Eeuwit Bal werd geboren in Dirksland op 24 november 1917 als zoon van Leus Bal en Aagje Bal-Witte. Op 3 september 1936 tekende Eeuwit vrijwillig voor 5 jaar als koloniaal en op 12 november datzelfde jaar werd hij geschikt bevonden voor uitzending naar Nederlands Oost Indie, waarvoor hij een premie kreeg van 100 gulden.
Op 23 december 1936 stapte hij op de SS J.P. Coen en vertrok naar zijn eindbestemming Batavia, al waar hij op 24 januari 1937 aankwam als zijnde brigadier-marechaussee der infanterie.
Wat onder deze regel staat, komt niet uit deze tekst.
impl MoHero {
    /// Open with the configuration and database from the data directory.
    pub fn open() -> Result<Self> {
        let config = Config::load()?;
        let db = Database::open()?;
        Self::with_parts(db, config)
    }

    pub fn with_parts(db: Database, config: Config) -> Result<Self> {
        if config.catalog.seed_builtin {
            let seeded = db.seed_builtin_catalog()?;
            if seeded > 0 {
                tracing::info!(programs = seeded, "seeded built-in catalog");
            }
        }
        Ok(Self {
            db,
            config,
            store: AppStore::new(),
            evaluator: DayProgressionEvaluator::new(),
        })
    }

    pub fn db(&self) -> &Database {
        &self.db
    }

    pub fn config(&self) -> &Config {
        &self.config
    }

    pub fn store(&self) -> &AppStore {
        &self.store
    }

    pub fn state(&self) -> AppState {
        self.store.state()
    }

    fn auth(&self) -> LocalAuth<'_> {
        LocalAuth::new(&self.db, &self.config)
    }

    fn require_user(&self) -> Result<String> {
        self.store
            .state()
            .auth
            .user_id()
            .map(str::to_owned)
            .ok_or_else(|| AuthError::NotAuthenticated.into())
    }

    fn require_session(&self) -> Result<Session> {
        self.store
            .state()
            .auth
            .session()
            .cloned()
            .ok_or_else(|| AuthError::NotAuthenticated.into())
    }

    // ------------------------------------------------------------------
    // Session
    // ------------------------------------------------------------------

    /// Resume the session remembered from a previous run, if still live.
    pub fn restore_session(&mut self, now: DateTime<Utc>) -> Result<Option<Session>> {
        let Some(token) = self.db.kv_get(SESSION_KEY)? else {
            return Ok(None);
        };
        match self.auth().current_session(&token, now)? {
            Some(session) => {
                self.signed_in(session.clone())?;
                Ok(Some(session))
            }
            None => {
                self.db.kv_delete(SESSION_KEY)?;
                Ok(None)
            }
        }
    }

    fn signed_in(&mut self, session: Session) -> Result<()> {
        self.db.kv_set(SESSION_KEY, &session.token)?;
        self.store
            .dispatch(AppAction::Auth(AuthEvent::SignedIn { session }));
        self.reload_progress()
    }

    fn reload_progress(&self) -> Result<()> {
        let user = self.require_user()?;
        let tracker = ProgressTracker::new(&self.db, &user);
        let (program, progress) = match tracker.active_program()? {
            Some((program, progress)) => (Some(program), progress),
            None => (None, tracker.progress()?),
        };
        self.store
            .dispatch(AppAction::ProgressLoaded { program, progress });
        Ok(())
    }

    pub fn sign_up(&mut self, req: &SignUp, now: DateTime<Utc>) -> Result<Event> {
        let session = self.auth().sign_up(req, now)?;
        let user_id = session.user_id.clone();
        self.signed_in(session)?;
        Ok(Event::SignedIn { user_id, at: now })
    }

    pub fn sign_in(&mut self, email: &str, password: &str, now: DateTime<Utc>) -> Result<Event> {
        let session = self.auth().sign_in(email, password, now)?;
        let user_id = session.user_id.clone();
        self.signed_in(session)?;
        Ok(Event::SignedIn { user_id, at: now })
    }

    pub fn sign_out(&mut self, now: DateTime<Utc>) -> Result<Event> {
        if let Some(session) = self.store.state().auth.session() {
            self.auth().sign_out(&session.token)?;
        }
        self.db.kv_delete(SESSION_KEY)?;
        self.store.dispatch(AppAction::Auth(AuthEvent::SignedOut));
        Ok(Event::SignedOut { at: now })
    }

    pub fn refresh_session(&mut self, now: DateTime<Utc>) -> Result<Event> {
        let current = self.require_session()?;
        let session = match self.auth().refresh_session(&current.token, now) {
            Ok(session) => session,
            Err(e @ CoreError::Auth(_)) => {
                self.db.kv_delete(SESSION_KEY)?;
                self.store.dispatch(AppAction::Auth(AuthEvent::SignedOut));
                return Err(e);
            }
            Err(e) => return Err(e),
        };
        let event = Event::SessionRefreshed {
            user_id: session.user_id.clone(),
            expires_at: session.expires_at,
        };
        self.store
            .dispatch(AppAction::Auth(AuthEvent::TokenRefreshed { session }));
        Ok(event)
    }

    pub fn profile(&self) -> Result<Profile> {
        let user = self.require_user()?;
        self.db
            .profile(&user)?
            .ok_or_else(|| CoreError::not_found("profile", user))
    }

    // ------------------------------------------------------------------
    // Catalog
    // ------------------------------------------------------------------

    pub fn programs(&self) -> Result<Vec<Program>> {
        self.db.list_programs()
    }

    pub fn program(&self, id: &str) -> Result<Program> {
        self.db
            .program(id)?
            .ok_or_else(|| CoreError::not_found("program", id))
    }

    /// Import program definitions from a JSON document; returns their ids.
    pub fn import_programs(&self, json: &str) -> Result<Vec<String>> {
        let defs = parse_definitions(json)?;
        for def in &defs {
            self.db.import_program(def)?;
        }
        Ok(defs.into_iter().map(|d| d.program.id).collect())
    }

    // ------------------------------------------------------------------
    // Progress
    // ------------------------------------------------------------------

    pub fn progress(&self) -> Result<UserProgress> {
        let user = self.require_user()?;
        ProgressTracker::new(&self.db, &user).progress()
    }

    /// Select a program. Moving away from a different active program erases
    /// all exercise progress and is refused unless `confirmed`.
    pub fn select_program(
        &mut self,
        program_id: &str,
        confirmed: bool,
        now: DateTime<Utc>,
    ) -> Result<Event> {
        let user = self.require_user()?;
        self.program(program_id)?;
        let tracker = ProgressTracker::new(&self.db, &user);

        let current = tracker.progress()?;
        if current.is_switching_to(program_id) && !confirmed {
            return Err(CoreError::ConfirmationRequired {
                from: current.current_program_id.unwrap_or_default(),
                to: program_id.to_string(),
            });
        }

        let selection = tracker.select_program(program_id, now)?;
        self.store.dispatch(AppAction::ProgressLoaded {
            program: Some(selection.program),
            progress: selection.progress,
        });
        Ok(Event::ProgramSelected {
            program_id: program_id.to_string(),
            previous_program_id: selection.previous_program_id,
            records_cleared: selection.records_cleared,
            at: now,
        })
    }

    pub fn current_ritual(&self) -> Result<DailyRitual> {
        let user = self.require_user()?;
        ProgressTracker::new(&self.db, &user).current_ritual()
    }

    /// Store an absolute value for an exercise (clamped to its target).
    pub fn update_exercise(&mut self, exercise_id: &str, value: i64, now: DateTime<Utc>) -> Result<Event> {
        let user = self.require_user()?;
        let tracker = ProgressTracker::new(&self.db, &user);
        let exercise = tracker.update_exercise_completion(exercise_id, value)?;
        let day = tracker.progress()?.current_day;
        Ok(exercise_event(exercise, day, now))
    }

    /// Add `delta` (possibly negative) to an exercise's stored value.
    pub fn add_to_exercise(&mut self, exercise_id: &str, delta: i64, now: DateTime<Utc>) -> Result<Event> {
        let user = self.require_user()?;
        let tracker = ProgressTracker::new(&self.db, &user);
        let exercise = tracker.add_to_exercise(exercise_id, delta)?;
        let day = tracker.progress()?.current_day;
        Ok(exercise_event(exercise, day, now))
    }

    pub fn complete_ritual(&mut self, now: DateTime<Utc>) -> Result<Event> {
        let user = self.require_user()?;
        let tracker = ProgressTracker::new(&self.db, &user);
        let day = tracker.progress()?.current_day;
        let progress = tracker.complete_ritual()?;

        let event = Event::RitualCompleted {
            day,
            next_day: progress.current_day,
            streak: progress.streak,
            total_completed_days: progress.total_completed_days,
            at: now,
        };
        let program = self.state().program;
        self.store
            .dispatch(AppAction::ProgressLoaded { program, progress });
        Ok(event)
    }

    // ------------------------------------------------------------------
    // Navigation
    // ------------------------------------------------------------------

    /// Route actually shown for a request of `requested`.
    pub fn navigate(&self, requested: Route) -> Route {
        guard(requested, &self.store.state())
    }

    /// Load the dashboard: guard first, then the once-per-load day
    /// progression check, then the current day's ritual.
    pub fn load_dashboard(&mut self, now: DateTime<FixedOffset>) -> Result<DashboardView> {
        let route = self.navigate(Route::Dashboard);
        if route != Route::Dashboard {
            return Ok(DashboardView::Redirect { to: route });
        }

        let user = self.require_user()?;
        let tracker = ProgressTracker::new(&self.db, &user);
        let Some((program, mut progress)) = tracker.active_program()? else {
            return Ok(DashboardView::Redirect { to: Route::Programs });
        };

        let mut ritual = self.db.ritual(&user, &program.id, progress.current_day)?;
        let evaluation = self
            .evaluator
            .evaluate(&self.db, &user, now, Some(&ritual))?;

        let mut advanced = None;
        if let Some(eval) = evaluation.filter(|e| e.should_advance) {
            if self.config.progression.auto_advance {
                let from_day = progress.current_day;
                progress = tracker.advance_day()?;
                ritual = self.db.ritual(&user, &program.id, progress.current_day)?;
                advanced = Some(Event::DayAdvanced {
                    from_day,
                    to_day: progress.current_day,
                    total_completed_days: progress.total_completed_days,
                    all_exercises_completed: eval.all_exercises_completed,
                    at: now.with_timezone(&Utc),
                });
            }
        }

        self.store.dispatch(AppAction::ProgressLoaded {
            program: Some(program.clone()),
            progress: progress.clone(),
        });

        Ok(DashboardView::Ready(Box::new(Dashboard {
            program,
            progress,
            ritual,
            evaluation,
            advanced,
        })))
    }
}
//! Application state shared with front ends.
//!
//! A single typed store replaces ambient global state: writers go through
//! [`AppStore::dispatch`], readers take a snapshot or [`AppStore::subscribe`]
//! to be notified of every change.

use serde::Serialize;
use tokio::sync::watch;

use crate::auth::{AuthEvent, AuthState};
use crate::catalog::Program;
use crate::progress::UserProgress;

/// Cached view of the signed-in user's state. Storage is the source of
/// truth; this is only updated after a write has succeeded.
#[derive(Debug, Clone, Default, PartialEq, Eq, Serialize)]
pub struct AppState {
    pub auth: AuthState,
    pub progress: Option<UserProgress>,
    pub program: Option<Program>,
}

#[derive(Debug, Clone)]
pub enum AppAction {
    Auth(AuthEvent),
    /// Progress as last read from or written to storage.
    ProgressLoaded {
        program: Option<Program>,
        progress: UserProgress,
    },
}

impl AppState {
    pub fn apply(&mut self, action: AppAction) {
        match action {
            AppAction::Auth(event) => {
                let before = self.auth.user_id().map(str::to_owned);
                self.auth = std::mem::take(&mut self.auth).transition(event);
                if self.auth.user_id() != before.as_deref() {
                    self.progress = None;
                    self.program = None;
                }
            }
            AppAction::ProgressLoaded { program, progress } => {
                if self.auth.is_signed_in() {
                    self.program = program;
                    self.progress = Some(progress);
                }
            }
        }
    }

    pub fn has_active_program(&self) -> bool {
        self.progress.as_ref().is_some_and(UserProgress::has_program)
    }
}

/// Subscribe/notify store around [`AppState`].
#[derive(Debug)]
pub struct AppStore {
    tx: watch::Sender<AppState>,
}

impl Default for AppStore {
    fn default() -> Self {
        Self::new()
    }
}

impl AppStore {
    pub fn new() -> Self {
        let (tx, _) = watch::channel(AppState::default());
        Self { tx }
    }

    /// Snapshot of the current state.
    pub fn state(&self) -> AppState {
        self.tx.borrow().clone()
    }

    pub fn dispatch(&self, action: AppAction) {
        self.tx.send_modify(|state| state.apply(action));
    }

    pub fn subscribe(&self) -> watch::Receiver<AppState> {
        self.tx.subscribe()
    }
}

#[cfg(test)]
mod tests {
    use super::*;
    use crate::auth::Session;
    use chrono::Utc;

    fn sign_in(user: &str) -> AppAction {
        AppAction::Auth(AuthEvent::SignedIn {
            session: Session {
                user_id: user.to_string(),
                email: format!("{user}@example.com"),
                token: "t".to_string(),
                expires_at: Utc::now(),
            },
        })
    }

    fn loaded() -> AppAction {
        AppAction::ProgressLoaded {
            program: None,
            progress: UserProgress {
                current_program_id: Some("p".to_string()),
                ..UserProgress::default()
            },
        }
    }

    #[test]
    fn progress_ignored_while_signed_out() {
        let store = AppStore::new();
        store.dispatch(loaded());
        assert!(store.state().progress.is_none());
    }

    #[test]
    fn sign_out_clears_cached_progress() {
        let store = AppStore::new();
        store.dispatch(sign_in("a"));
        store.dispatch(loaded());
        assert!(store.state().has_active_program());
        store.dispatch(AppAction::Auth(AuthEvent::SignedOut));
        assert!(store.state().progress.is_none());
    }

    #[test]
    fn switching_user_clears_cached_progress() {
        let store = AppStore::new();
        store.dispatch(sign_in("a"));
        store.dispatch(loaded());
        store.dispatch(sign_in("b"));
        assert!(store.state().progress.is_none());
        assert_eq!(store.state().auth.user_id(), Some("b"));
    }

    #[test]
    fn subscribers_are_notified() {
        let store = AppStore::new();
        let mut rx = store.subscribe();
        assert!(!rx.has_changed().unwrap());
        store.dispatch(sign_in("a"));
        assert!(rx.has_changed().unwrap());
        assert!(rx.borrow_and_update().auth.is_signed_in());
    }
}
Een jaar later op 2 februari 1938 trad hij in het huwelijk met Leida Koning, een inlandse, geboren in 1919 te Soekaboemi. Ze kregen twee kinderen: Ati en Gerard.
Na de aanval van Japan op Pearl Harbour op 7 december 1941 verklaarde ook Nederland de oorlog aan Japan en begon de oorlog om Nederlands-Indie. Echter op 8 maart 1942 moest het leger al capituleren en ook op deze dag werd Eeuwit Bal krijgsgevangene te Bodjong Pitjoeng Tjandjoer op het eiland Java. Hij werd later gedeporteerd naar een Thaikamp te Birma en is daar overleden op 27 december 1943.
Brigadier-marechaussee der infanterie Eeuwit Bal rust in vrede op de begraafplaats Thambuysayat in Birma in vak D2, rij F, nummer 13.
Op de Nieuwe begraafplaats aan de Staakweg te Dirksland staat een ‘Indie-monument’ met daarbij een gedenkplaat ter ere van Eeuwit Bal. De tekst luid als volgt:
NEDERLANDS INDIË
1942 – 1945
EEUWIT BAL
24-11-1917 27-12-1943
GEDENK IN UW GEDACHTEN
DAT ZIJ HUN LEVEN GAVEN
EN VER VAN HUN VERWANTEN
IN DEN VREEMDE ZIJN BEGRAVEN.
Eeuwit’s echtgenote Leida overleed aan tuberculose op 7 februari 1948 te Djakarta. De 9-jarige Ati en 6-jarige Gerard bleven achter als wezen. Nadat ook hun Indische oma was overleden kwamen de kinderen naar hun grootouders Bal in Dirksland.
Plaats een Reactie
Meepraten?Draag gerust bij!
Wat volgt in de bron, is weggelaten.